* **Work instruction**
From the entries below, gather each line containing the word "method".

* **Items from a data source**
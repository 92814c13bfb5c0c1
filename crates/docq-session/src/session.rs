//! Session state management and the streaming ask loop

use std::sync::Arc;
use std::time::Instant;

use futures::StreamExt;
use tokio_util::sync::CancellationToken;

use docq_api::AnswerEvent;
use tokio::sync::broadcast;

use crate::{
    conversation::{Conversation, ConversationRecord},
    error::{Error, Result},
    events::SessionEvent,
    handle::SessionHandle,
    transport::AskTransport,
};

/// Where the current (or last) ask stands
///
/// `Idle` is the precondition for accepting a question; a new submission
/// while a stream is open is rejected outright rather than queued.
#[derive(Debug, Clone, Copy, PartialEq, Eq, Default)]
pub enum AskPhase {
    /// No question has been submitted yet, or the last one finished
    #[default]
    Idle,
    /// Question accepted, speculative record inserted, stream being opened
    Submitted,
    /// Events are arriving
    Streaming,
    /// The answer was committed into the transcript
    Committed,
    /// The stream failed and the speculative record was removed
    Aborted,
}

impl AskPhase {
    /// Whether a new question can be accepted in this phase
    pub fn accepts_questions(&self) -> bool {
        !matches!(self, AskPhase::Submitted | AskPhase::Streaming)
    }
}

/// The session that reconciles streamed answers into a transcript
///
/// Exactly one stream is in flight at a time. While it runs, the speculative
/// record sits in the store with an empty answer and the partial text lives
/// in [`crate::conversation::StreamingState`]; the terminal event decides
/// whether the record is committed or removed.
pub struct Session {
    conversation: Conversation,
    scope: Vec<i64>,
    transport: Arc<dyn AskTransport>,
    event_tx: broadcast::Sender<SessionEvent>,
    handle: SessionHandle,
    phase: AskPhase,
}

impl Session {
    /// Create a new session
    pub fn new(transport: Arc<dyn AskTransport>) -> Self {
        let (event_tx, _) = broadcast::channel(256);
        Self {
            conversation: Conversation::default(),
            scope: Vec::new(),
            transport,
            event_tx,
            handle: SessionHandle::new(),
            phase: AskPhase::Idle,
        }
    }

    /// Subscribe to session events
    pub fn subscribe(&self) -> broadcast::Receiver<SessionEvent> {
        self.event_tx.subscribe()
    }

    /// The transcript and streaming scratch state
    pub fn conversation(&self) -> &Conversation {
        &self.conversation
    }

    /// All committed and pending records, oldest first
    pub fn records(&self) -> &[ConversationRecord] {
        self.conversation.records()
    }

    /// The current ask phase
    pub fn phase(&self) -> AskPhase {
        self.phase
    }

    /// Knowledge entry ids constraining answers; empty means search everything
    pub fn scope(&self) -> &[i64] {
        &self.scope
    }

    /// Restrict answers to the given knowledge entries
    pub fn set_scope(&mut self, knowledge_ids: Vec<i64>) {
        self.scope = knowledge_ids;
    }

    /// Wipe the transcript
    pub fn clear(&mut self) {
        self.conversation.clear();
    }

    /// Get a cloneable handle for aborting from external code
    pub fn handle(&self) -> SessionHandle {
        self.handle.clone()
    }

    /// Abort the in-flight stream, if any
    pub fn abort(&self) {
        self.handle.abort();
    }

    /// Whether a question is currently streaming
    pub fn is_running(&self) -> bool {
        self.handle.is_running()
    }

    /// Submit a question and reconcile its streamed answer
    ///
    /// Returns the id of the committed record. On any failure the speculative
    /// record has already been removed and the reason stored in
    /// `conversation().error`, so the transcript never holds a half answer.
    pub async fn ask(&mut self, question: impl Into<String>) -> Result<u64> {
        let question = question.into();
        if self.handle.is_running() {
            return Err(Error::Busy);
        }

        let cancel = self.handle.arm();

        self.phase = AskPhase::Submitted;
        self.conversation.error = None;
        let record_id = self.conversation.insert_speculative(&question);
        self.conversation.streaming.begin(record_id);
        let _ = self.event_tx.send(SessionEvent::AskStart {
            record_id,
            question: question.clone(),
        });

        let result = self.run_ask(record_id, &question, cancel).await;
        self.handle.settle();

        result.map(|_| record_id)
    }

    /// Open the stream and drive it to a terminal state.
    async fn run_ask(
        &mut self,
        record_id: u64,
        question: &str,
        cancel: CancellationToken,
    ) -> Result<()> {
        let started = Instant::now();

        let mut events = match self.transport.ask(question, &self.scope).await {
            Ok(stream) => stream,
            Err(err) => {
                tracing::warn!("ask request failed: {err}");
                let reason = err.to_string();
                return Err(self.abort_ask(record_id, reason, Error::Api(err)));
            }
        };
        self.phase = AskPhase::Streaming;

        loop {
            let event = tokio::select! {
                _ = cancel.cancelled() => {
                    return Err(self.abort_ask(record_id, "cancelled".to_string(), Error::Cancelled));
                }
                event = events.next() => event,
            };

            let Some(event) = event else {
                // Connection closed without a terminal event; the partial
                // answer is untrustworthy and is thrown away.
                return Err(self.abort_ask(
                    record_id,
                    "answer stream ended before completion".to_string(),
                    Error::Incomplete,
                ));
            };

            match event {
                AnswerEvent::Content { ref data } => {
                    self.conversation.streaming.append(&event);
                    let _ = self.event_tx.send(SessionEvent::AnswerDelta {
                        record_id,
                        delta: data.clone(),
                    });
                }
                AnswerEvent::Done => {
                    let answer = self.conversation.streaming.take();
                    let elapsed_ms = started.elapsed().as_millis() as u64;
                    self.phase = AskPhase::Committed;
                    if let Some(record) = self.conversation.commit(record_id, answer, elapsed_ms) {
                        let _ = self.event_tx.send(SessionEvent::AskCommitted { record });
                    }
                    // Terminal: anything the server sends after this is ignored.
                    return Ok(());
                }
                AnswerEvent::Error { data } => {
                    tracing::warn!("server aborted answer stream: {data}");
                    return Err(self.abort_ask(record_id, data.clone(), Error::Stream(data)));
                }
            }
        }
    }

    /// Remove the speculative record and surface the failure.
    fn abort_ask(&mut self, record_id: u64, reason: String, err: Error) -> Error {
        self.conversation.streaming.take();
        self.conversation.discard(record_id);
        self.conversation.error = Some(reason.clone());
        self.phase = AskPhase::Aborted;
        let _ = self.event_tx.send(SessionEvent::AskAborted { record_id, reason });
        err
    }
}
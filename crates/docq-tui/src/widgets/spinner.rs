//! Animated activity indicator.

use crate::theme::Theme;
use ratatui::{buffer::Buffer, layout::Rect, text::Span, widgets::Widget};
use std::time::Instant;

const FRAMES: [&str; 10] = ["⠋", "⠙", "⠹", "⠸", "⠼", "⠴", "⠦", "⠧", "⠇", "⠏"];
const FRAME_MS: u128 = 80;

/// Pick the braille frame for a point in time, in milliseconds.
pub(crate) fn frame_at(elapsed_ms: u128) -> &'static str {
    FRAMES[(elapsed_ms / FRAME_MS) as usize % FRAMES.len()]
}

/// One-line activity indicator with a label, drawn in the accent color.
pub struct Spinner<'a> {
    label: &'a str,
    theme: &'a Theme,
    start_time: Instant,
}

impl<'a> Spinner<'a> {
    pub fn new(label: &'a str, theme: &'a Theme) -> Self {
        Self {
            label,
            theme,
            start_time: Instant::now(),
        }
    }

    /// Anchor the animation to an external clock so redraws do not
    /// restart it.
    pub fn with_start_time(mut self, start: Instant) -> Self {
        self.start_time = start;
        self
    }
}

impl Widget for Spinner<'_> {
    fn render(self, area: Rect, buf: &mut Buffer) {
        if area.width < 3 {
            return;
        }

        let frame = frame_at(self.start_time.elapsed().as_millis());
        let span = Span::styled(
            format!("{} {}", frame, self.label),
            self.theme.accent_style(),
        );
        buf.set_span(area.x, area.y, &span, area.width);
    }
}

#[cfg(test)]
mod tests {
    use super::*;

    #[test]
    fn test_frame_advances_and_wraps() {
        assert_eq!(frame_at(0), FRAMES[0]);
        assert_ne!(frame_at(0), frame_at(FRAME_MS));
        assert_eq!(frame_at(0), frame_at(FRAME_MS * FRAMES.len() as u128));
    }
}
//! GraphRAG index endpoints
//!
//! Index builds run as a server-side background task; `build_index` only
//! kicks them off. Callers watch `index_status` until `index_exists` flips,
//! there is no completion callback.

use tracing::debug;

use crate::client::Client;
use crate::error::Result;
use crate::types::{
    BuildAccepted, BuildRequest, GraphSearchRequest, GraphSearchResult, IndexStatus,
    MessageResponse,
};

impl Client {
    /// Availability and freshness of the knowledge graph index
    pub async fn index_status(&self) -> Result<IndexStatus> {
        self.require_token()?;
        self.send_json(self.get("/api/graphrag/status")).await
    }

    /// Start an index build over the selected knowledge entries
    ///
    /// An empty selection means every entry the user can see. The accepted
    /// response reports how many documents the build covers, not that the
    /// build finished.
    pub async fn build_index(&self, request: &BuildRequest) -> Result<BuildAccepted> {
        self.require_token()?;
        debug!(rebuild = request.rebuild, "requesting index build");
        self.send_json(self.post("/api/graphrag/build-index").json(request))
            .await
    }

    /// Query the knowledge graph
    pub async fn graph_search(&self, request: &GraphSearchRequest) -> Result<GraphSearchResult> {
        self.require_token()?;
        self.send_json(self.post("/api/graphrag/search").json(request))
            .await
    }

    /// Drop the index artifacts so the next build starts clean
    pub async fn delete_index(&self) -> Result<MessageResponse> {
        self.require_token()?;
        self.send_json(self.delete("/api/graphrag/index")).await
    }
}

#[cfg(test)]
mod tests {
    use super::*;
    use crate::types::GraphSearchKind;
    use wiremock::matchers::{body_json, method, path};
    use wiremock::{Mock, MockServer, ResponseTemplate};

    #[tokio::test]
    async fn test_status_without_index() {
        let server = MockServer::start().await;
        Mock::given(method("GET"))
            .and(path("/api/graphrag/status"))
            .respond_with(ResponseTemplate::new(200).set_body_json(serde_json::json!({
                "graphrag_available": true,
                "api_key_configured": true,
                "index_exists": false,
                "workspace_path": "/srv/graphrag_workspace"
            })))
            .mount(&server)
            .await;

        let client = Client::new(server.uri()).with_token("t");
        let status = client.index_status().await.unwrap();
        assert!(!status.index_exists);
        assert_eq!(status.artifact_count, None);
    }

    #[tokio::test]
    async fn test_build_index_scoped() {
        let server = MockServer::start().await;
        Mock::given(method("POST"))
            .and(path("/api/graphrag/build-index"))
            .and(body_json(serde_json::json!({
                "knowledge_ids": [3, 9],
                "rebuild": true
            })))
            .respond_with(ResponseTemplate::new(200).set_body_json(serde_json::json!({
                "message": "GraphRAG索引构建已启动",
                "documents_count": 2,
                "status": "building"
            })))
            .mount(&server)
            .await;

        let client = Client::new(server.uri()).with_token("t");
        let request = BuildRequest {
            knowledge_ids: Some(vec![3, 9]),
            rebuild: true,
        };
        let accepted = client.build_index(&request).await.unwrap();
        assert_eq!(accepted.documents_count, 2);
        assert_eq!(accepted.status, "building");
    }

    #[tokio::test]
    async fn test_hybrid_search_answer() {
        let server = MockServer::start().await;
        Mock::given(method("POST"))
            .and(path("/api/graphrag/search"))
            .respond_with(ResponseTemplate::new(200).set_body_json(serde_json::json!({
                "success": true,
                "query": "who approves invoices?",
                "search_type": "hybrid",
                "global_search": {
                    "success": true,
                    "response": "Finance leads approve invoices."
                },
                "local_search": {
                    "success": false,
                    "error": "no entities matched"
                }
            })))
            .mount(&server)
            .await;

        let client = Client::new(server.uri()).with_token("t");
        let request = GraphSearchRequest::new("who approves invoices?", GraphSearchKind::Hybrid);
        let result = client.graph_search(&request).await.unwrap();
        assert!(result.success);
        assert_eq!(result.answer_text(), Some("Finance leads approve invoices."));
    }
}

* **Problem solution**
    use wiremock::matchers::{body_json, method, path};
        Mock::given(method("GET"))
        Mock::given(method("POST"))
        Mock::given(method("POST"))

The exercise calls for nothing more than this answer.